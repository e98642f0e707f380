//! Route client error types.

use crate::envelope::ErrorKind;
use thiserror::Error;

/// Result type for route client operations.
pub type Result<T> = std::result::Result<T, RouteError>;

/// Errors raised outside the normal request/response path.
///
/// These are programming or configuration errors (an unregistered route, a
/// template that cannot be materialized, a broken route table). Failures that
/// happen on the wire never use this type; they are reported as
/// [`ResultEnvelope`](crate::ResultEnvelope) values.
#[derive(Debug, Error)]
pub enum RouteError {
    /// The logical route was never registered.
    #[error("No route registered for {0}")]
    NoRoute(String),

    /// A `:name` placeholder has no supplied value.
    #[error("Missing value for path parameter `{name}` in `{template}`")]
    MissingParameter {
        /// Placeholder name without the leading colon.
        name: String,
        /// Template that contained the placeholder.
        template: String,
    },

    /// A path parameter value would leave its segment once the URL is
    /// normalized (`.` and `..`).
    #[error("Invalid value {value:?} for path parameter `{name}`: dot segments are not allowed")]
    InvalidParameter {
        /// Placeholder name without the leading colon.
        name: String,
        /// Rejected value.
        value: String,
    },

    /// Two registrations share the same method and path pattern.
    #[error("Route {0} is registered more than once")]
    DuplicateRoute(String),

    /// A route was registered without candidate endpoints.
    #[error("Route {0} has no candidate endpoints")]
    EmptyTemplates(String),

    /// A path pattern or endpoint template is malformed.
    #[error("Invalid template `{template}`: {reason}")]
    InvalidTemplate {
        /// Offending template.
        template: String,
        /// Why it was rejected.
        reason: String,
    },

    /// Unknown HTTP verb.
    #[error("Invalid HTTP verb: {0}")]
    InvalidVerb(String),

    /// A materialized URL could not be turned into a request target.
    #[error("Invalid URL: {0}")]
    InvalidUrl(String),

    /// The token storage backend failed.
    #[error("Session storage error: {0}")]
    Storage(String),

    /// The underlying HTTP client could not be built.
    #[error("HTTP client error: {0}")]
    Client(#[from] reqwest::Error),

    /// URL parsing error.
    #[error("URL parse error: {0}")]
    UrlParse(#[from] url::ParseError),

    /// I/O error.
    #[error("I/O error: {0}")]
    Io(#[from] std::io::Error),

    /// JSON error.
    #[error("JSON error: {0}")]
    Json(#[from] serde_json::Error),
}

impl RouteError {
    /// Map this error onto the envelope error taxonomy.
    pub fn kind(&self) -> ErrorKind {
        match self {
            Self::NoRoute(_) => ErrorKind::NoRoute,
            Self::MissingParameter { .. } => ErrorKind::MissingParameter,
            Self::DuplicateRoute(_)
            | Self::EmptyTemplates(_)
            | Self::InvalidTemplate { .. }
            | Self::InvalidVerb(_) => ErrorKind::InvalidRoute,
            Self::InvalidParameter { .. } | Self::InvalidUrl(_) | Self::UrlParse(_) => {
                ErrorKind::InvalidUrl
            }
            Self::Storage(_) | Self::Io(_) | Self::Json(_) => ErrorKind::Storage,
            Self::Client(_) => ErrorKind::Transport,
        }
    }

    /// Check if this error comes from route configuration rather than a call.
    pub fn is_configuration(&self) -> bool {
        matches!(self.kind(), ErrorKind::InvalidRoute)
    }
}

*Your task:*
Your answer must consist solely of the lines above between the line holding "pub fn kind(&self)" and the line holding "Self::DuplicateRoute(_)", inclusive, copied exactly.

*Your response:*
    pub fn kind(&self) -> ErrorKind {
        match self {
            Self::NoRoute(_) => ErrorKind::NoRoute,
            Self::MissingParameter { .. } => ErrorKind::MissingParameter,
            Self::DuplicateRoute(_)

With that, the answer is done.